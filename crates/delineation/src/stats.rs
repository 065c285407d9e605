//! Streaming grid statistics

use cuenca_core::{RasterSource, Result};
use tracing::debug;

/// Block size used when the source reports no native blocking.
const FALLBACK_BLOCK: usize = 1024;

/// Maximum valid value in a grid, streamed block by block.
///
/// No-data and NaN cells are ignored; a grid with no valid cells reports 0.0.
/// Reads follow the source's native block shape, so the grid is never held
/// in memory at once. Diagnostic only; the delineation itself does not
/// depend on this value.
pub fn global_max(source: &dyn RasterSource) -> Result<f64> {
    let (block_h, block_w) = source
        .block_size()
        .unwrap_or((FALLBACK_BLOCK, FALLBACK_BLOCK));

    let height = source.height();
    let width = source.width();
    let mut max: Option<f64> = None;
    let mut blocks = 0usize;

    let mut row_off = 0;
    while row_off < height {
        let h = block_h.min(height - row_off);
        let mut col_off = 0;
        while col_off < width {
            let w = block_w.min(width - col_off);
            let block = source.read_window(col_off, row_off, w, h)?;
            for &value in block.iter() {
                if value.is_nan() || source.is_nodata(value) {
                    continue;
                }
                if max.map_or(true, |m| value > m) {
                    max = Some(value);
                }
            }
            blocks += 1;
            col_off += w;
        }
        row_off += h;
    }

    debug!(blocks, max = ?max, "streamed global maximum");
    Ok(max.unwrap_or(0.0))
}

#[cfg(test)]
mod tests {
    use super::*;
    use cuenca_core::Raster;

    #[test]
    fn finds_maximum_ignoring_nodata() {
        let mut r: Raster<f64> = Raster::new(8, 8);
        r.set_nodata(Some(-9999.0));
        r.set(0, 0, -9999.0).unwrap();
        r.set(3, 4, 41.5).unwrap();
        r.set(7, 7, 12.0).unwrap();
        assert_eq!(global_max(&r).unwrap(), 41.5);
    }

    #[test]
    fn all_invalid_grid_reports_zero() {
        let mut r: Raster<f64> = Raster::new(4, 4);
        r.set_nodata(Some(0.0));
        assert_eq!(global_max(&r).unwrap(), 0.0);

        let mut nan: Raster<f64> = Raster::new(2, 2);
        for row in 0..2 {
            for col in 0..2 {
                nan.set(row, col, f64::NAN).unwrap();
            }
        }
        assert_eq!(global_max(&nan).unwrap(), 0.0);
    }

    #[test]
    fn negative_values_beat_the_zero_default() {
        let mut r: Raster<f64> = Raster::new(2, 2);
        for row in 0..2 {
            for col in 0..2 {
                r.set(row, col, -5.0).unwrap();
            }
        }
        assert_eq!(global_max(&r).unwrap(), -5.0);
    }
}
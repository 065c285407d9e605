//! Cuenca CLI - watershed delineation from D8 flow grids

use anyhow::{Context, Result};
use clap::{Parser, Subcommand};
use indicatif::{ProgressBar, ProgressStyle};
use std::path::PathBuf;
use std::time::Instant;
use tracing::Level;
use tracing_subscriber::FmtSubscriber;

use cuenca_core::io::open_raster;
use cuenca_delineation::{
    delineate_files, global_max, pixel_area_km2, DelineationParams, SnapParams, SnapPolicy,
    TileStoreParams,
};

#[derive(Parser)]
#[command(name = "cuenca")]
#[command(author, version, about = "Watershed delineation over D8 flow grids", long_about = None)]
struct Cli {
    /// Verbose output
    #[arg(short, long, global = true)]
    verbose: bool,

    #[command(subcommand)]
    command: Commands,
}

#[derive(Subcommand)]
enum Commands {
    /// Show information about a raster file
    Info {
        /// Input raster file
        input: PathBuf,
    },
    /// Delineate the watershed draining to an outlet point
    Delineate {
        /// D8 flow-direction raster (Esri encoding)
        #[arg(long)]
        flow_dir: PathBuf,
        /// Flow-accumulation raster (upstream cell counts)
        #[arg(long)]
        flow_accum: PathBuf,
        /// Outlet latitude (EPSG:4326)
        #[arg(long)]
        lat: f64,
        /// Outlet longitude (EPSG:4326)
        #[arg(long)]
        lon: f64,
        /// Minimum drainage area for the snapped outlet, km²
        #[arg(short, long, default_value = "1.0")]
        threshold: f64,
        /// Output directory
        #[arg(short, long, default_value = ".")]
        out: PathBuf,
        /// Keep the requested outlet when no network cell meets the threshold
        #[arg(long)]
        accept_unsnapped: bool,
        /// Flow-direction tiles kept resident during the traversal
        #[arg(long, default_value = "64")]
        max_tiles: usize,
    },
}

fn main() -> Result<()> {
    let cli = Cli::parse();
    setup_logging(cli.verbose);

    match cli.command {
        Commands::Info { input } => {
            let raster = open_raster(&input)
                .with_context(|| format!("cannot open {}", input.display()))?;
            let t = raster.transform();
            let bounds = raster.bounds();

            println!("File: {}", input.display());
            println!(
                "Dimensions: {} x {} ({} cells)",
                raster.width(),
                raster.height(),
                raster.width() * raster.height()
            );
            println!("Cell size: {} x {}", t.pixel_width, t.pixel_height.abs());
            println!(
                "Bounds: ({:.6}, {:.6}) - ({:.6}, {:.6})",
                bounds.0, bounds.1, bounds.2, bounds.3
            );
            if let Some(crs) = raster.crs() {
                println!("CRS: {}", crs);
            }
            if let Some(nodata) = raster.nodata() {
                println!("NoData: {}", nodata);
            }
            if let Some((bh, bw)) = raster.block_size() {
                println!("Block size: {} x {}", bw, bh);
            }
            println!("Cell area: {:.6} km2", pixel_area_km2(raster.as_ref()));

            let pb = spinner("Scanning for maximum value...");
            let max = global_max(raster.as_ref())?;
            pb.finish_and_clear();
            println!("Max value: {}", max);
        }

        Commands::Delineate {
            flow_dir,
            flow_accum,
            lat,
            lon,
            threshold,
            out,
            accept_unsnapped,
            max_tiles,
        } => {
            let params = DelineationParams {
                snap: SnapParams {
                    threshold_km2: threshold,
                    ..SnapParams::default()
                },
                snap_policy: if accept_unsnapped {
                    SnapPolicy::AcceptOriginal
                } else {
                    SnapPolicy::Strict
                },
                tiles: TileStoreParams {
                    max_tiles,
                    ..TileStoreParams::default()
                },
                ..DelineationParams::default()
            };

            let pb = spinner("Delineating watershed...");
            let start = Instant::now();
            let summary = delineate_files(&flow_dir, &flow_accum, lat, lon, &params, &out)
                .context("delineation failed")?;
            let elapsed = start.elapsed();
            pb.finish_and_clear();

            println!("Watershed delineated");
            println!(
                "  Snapped outlet: ({:.6}, {:.6}) at cell ({}, {})",
                summary.snap.y, summary.snap.x, summary.snap.row, summary.snap.col
            );
            println!("  Accumulated area at outlet: {:.4} km2", summary.snap.accum_km2);
            println!("  Max accumulation in grid: {}", summary.accum_max);
            println!(
                "  Basin: {} cells, {:.4} km2",
                summary.area_cells, summary.area_km2
            );
            println!("  Vector: {}", summary.artifacts.vector_path.display());
            println!("  Raster: {}", summary.artifacts.raster_path.display());
            println!("  Processing time: {:.2?}", elapsed);
        }
    }

    Ok(())
}

fn setup_logging(verbose: bool) {
    let level = if verbose { Level::DEBUG } else { Level::INFO };
    let subscriber = FmtSubscriber::builder()
        .with_max_level(level)
        .with_target(false)
        .finish();
    tracing::subscriber::set_global_default(subscriber).expect("setting default subscriber failed");
}

fn spinner(msg: &str) -> ProgressBar {
    let pb = ProgressBar::new_spinner();
    pb.set_style(
        ProgressStyle::default_spinner()
            .template("{spinner:.green} {msg}")
            .unwrap(),
    );
    pb.set_message(msg.to_string());
    pb.enable_steady_tick(std::time::Duration::from_millis(100));
    pb
}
- - - - - - -
● Problem to work on
A word-for-word copy of all the material is the required answer.

● Finished task
filename crates/delineation/src/stats.rs
repository 065c285407d9e605
//! Streaming grid statistics

use cuenca_core::{RasterSource, Result};
use tracing::debug;

/// Block size used when the source reports no native blocking.
const FALLBACK_BLOCK: usize = 1024;

/// Maximum valid value in a grid, streamed block by block.
///
/// No-data and NaN cells are ignored; a grid with no valid cells reports 0.0.
/// Reads follow the source's native block shape, so the grid is never held
/// in memory at once. Diagnostic only; the delineation itself does not
/// depend on this value.
pub fn global_max(source: &dyn RasterSource) -> Result<f64> {
    let (block_h, block_w) = source
        .block_size()
        .unwrap_or((FALLBACK_BLOCK, FALLBACK_BLOCK));

    let height = source.height();
    let width = source.width();
    let mut max: Option<f64> = None;
    let mut blocks = 0usize;

    let mut row_off = 0;
    while row_off < height {
        let h = block_h.min(height - row_off);
        let mut col_off = 0;
        while col_off < width {
            let w = block_w.min(width - col_off);
            let block = source.read_window(col_off, row_off, w, h)?;
            for &value in block.iter() {
                if value.is_nan() || source.is_nodata(value) {
                    continue;
                }
                if max.map_or(true, |m| value > m) {
                    max = Some(value);
                }
            }
            blocks += 1;
            col_off += w;
        }
        row_off += h;
    }

    debug!(blocks, max = ?max, "streamed global maximum");
    Ok(max.unwrap_or(0.0))
}

#[cfg(test)]
mod tests {
    use super::*;
    use cuenca_core::Raster;

    #[test]
    fn finds_maximum_ignoring_nodata() {
        let mut r: Raster<f64> = Raster::new(8, 8);
        r.set_nodata(Some(-9999.0));
        r.set(0, 0, -9999.0).unwrap();
        r.set(3, 4, 41.5).unwrap();
        r.set(7, 7, 12.0).unwrap();
        assert_eq!(global_max(&r).unwrap(), 41.5);
    }

    #[test]
    fn all_invalid_grid_reports_zero() {
        let mut r: Raster<f64> = Raster::new(4, 4);
        r.set_nodata(Some(0.0));
        assert_eq!(global_max(&r).unwrap(), 0.0);

        let mut nan: Raster<f64> = Raster::new(2, 2);
        for row in 0..2 {
            for col in 0..2 {
                nan.set(row, col, f64::NAN).unwrap();
            }
        }
        assert_eq!(global_max(&nan).unwrap(), 0.0);
    }

    #[test]
    fn negative_values_beat_the_zero_default() {
        let mut r: Raster<f64> = Raster::new(2, 2);
        for row in 0..2 {
            for col in 0..2 {
                r.set(row, col, -5.0).unwrap();
            }
        }
        assert_eq!(global_max(&r).unwrap(), -5.0);
    }
}
repository 065c285407d9e605
//! Cuenca CLI - watershed delineation from D8 flow grids

use anyhow::{Context, Result};
use clap::{Parser, Subcommand};
use indicatif::{ProgressBar, ProgressStyle};
use std::path::PathBuf;
use std::time::Instant;
use tracing::Level;
use tracing_subscriber::FmtSubscriber;

use cuenca_core::io::open_raster;
use cuenca_delineation::{
    delineate_files, global_max, pixel_area_km2, DelineationParams, SnapParams, SnapPolicy,
    TileStoreParams,
};

#[derive(Parser)]
#[command(name = "cuenca")]
#[command(author, version, about = "Watershed delineation over D8 flow grids", long_about = None)]
struct Cli {
    /// Verbose output
    #[arg(short, long, global = true)]
    verbose: bool,

    #[command(subcommand)]
    command: Commands,
}

#[derive(Subcommand)]
enum Commands {
    /// Show information about a raster file
    Info {
        /// Input raster file
        input: PathBuf,
    },
    /// Delineate the watershed draining to an outlet point
    Delineate {
        /// D8 flow-direction raster (Esri encoding)
        #[arg(long)]
        flow_dir: PathBuf,
        /// Flow-accumulation raster (upstream cell counts)
        #[arg(long)]
        flow_accum: PathBuf,
        /// Outlet latitude (EPSG:4326)
        #[arg(long)]
        lat: f64,
        /// Outlet longitude (EPSG:4326)
        #[arg(long)]
        lon: f64,
        /// Minimum drainage area for the snapped outlet, km²
        #[arg(short, long, default_value = "1.0")]
        threshold: f64,
        /// Output directory
        #[arg(short, long, default_value = ".")]
        out: PathBuf,
        /// Keep the requested outlet when no network cell meets the threshold
        #[arg(long)]
        accept_unsnapped: bool,
        /// Flow-direction tiles kept resident during the traversal
        #[arg(long, default_value = "64")]
        max_tiles: usize,
    },
}

fn main() -> Result<()> {
    let cli = Cli::parse();
    setup_logging(cli.verbose);

    match cli.command {
        Commands::Info { input } => {
            let raster = open_raster(&input)
                .with_context(|| format!("cannot open {}", input.display()))?;
            let t = raster.transform();
            let bounds = raster.bounds();

            println!("File: {}", input.display());
            println!(
                "Dimensions: {} x {} ({} cells)",
                raster.width(),
                raster.height(),
                raster.width() * raster.height()
            );
            println!("Cell size: {} x {}", t.pixel_width, t.pixel_height.abs());
            println!(
                "Bounds: ({:.6}, {:.6}) - ({:.6}, {:.6})",
                bounds.0, bounds.1, bounds.2, bounds.3
            );
            if let Some(crs) = raster.crs() {
                println!("CRS: {}", crs);
            }
            if let Some(nodata) = raster.nodata() {
                println!("NoData: {}", nodata);
            }
            if let Some((bh, bw)) = raster.block_size() {
                println!("Block size: {} x {}", bw, bh);
            }
            println!("Cell area: {:.6} km2", pixel_area_km2(raster.as_ref()));

            let pb = spinner("Scanning for maximum value...");
            let max = global_max(raster.as_ref())?;
            pb.finish_and_clear();
            println!("Max value: {}", max);
        }

        Commands::Delineate {
            flow_dir,
            flow_accum,
            lat,
            lon,
            threshold,
            out,
            accept_unsnapped,
            max_tiles,
        } => {
            let params = DelineationParams {
                snap: SnapParams {
                    threshold_km2: threshold,
                    ..SnapParams::default()
                },
                snap_policy: if accept_unsnapped {
                    SnapPolicy::AcceptOriginal
                } else {
                    SnapPolicy::Strict
                },
                tiles: TileStoreParams {
                    max_tiles,
                    ..TileStoreParams::default()
                },
                ..DelineationParams::default()
            };

            let pb = spinner("Delineating watershed...");
            let start = Instant::now();
            let summary = delineate_files(&flow_dir, &flow_accum, lat, lon, &params, &out)
                .context("delineation failed")?;
            let elapsed = start.elapsed();
            pb.finish_and_clear();

            println!("Watershed delineated");
            println!(
                "  Snapped outlet: ({:.6}, {:.6}) at cell ({}, {})",
                summary.snap.y, summary.snap.x, summary.snap.row, summary.snap.col
            );
            println!("  Accumulated area at outlet: {:.4} km2", summary.snap.accum_km2);
            println!("  Max accumulation in grid: {}", summary.accum_max);
            println!(
                "  Basin: {} cells, {:.4} km2",
                summary.area_cells, summary.area_km2
            );
            println!("  Vector: {}", summary.artifacts.vector_path.display());
            println!("  Raster: {}", summary.artifacts.raster_path.display());
            println!("  Processing time: {:.2?}", elapsed);
        }
    }

    Ok(())
}

fn setup_logging(verbose: bool) {
    let level = if verbose { Level::DEBUG } else { Level::INFO };
    let subscriber = FmtSubscriber::builder()
        .with_max_level(level)
        .with_target(false)
        .finish();
    tracing::subscriber::set_global_default(subscriber).expect("setting default subscriber failed");
}

fn spinner(msg: &str) -> ProgressBar {
    let pb = ProgressBar::new_spinner();
    pb.set_style(
        ProgressStyle::default_spinner()
            .template("{spinner:.green} {msg}")
            .unwrap(),
    );
    pb.set_message(msg.to_string());
    pb.enable_steady_tick(std::time::Duration::from_millis(100));
    pb
}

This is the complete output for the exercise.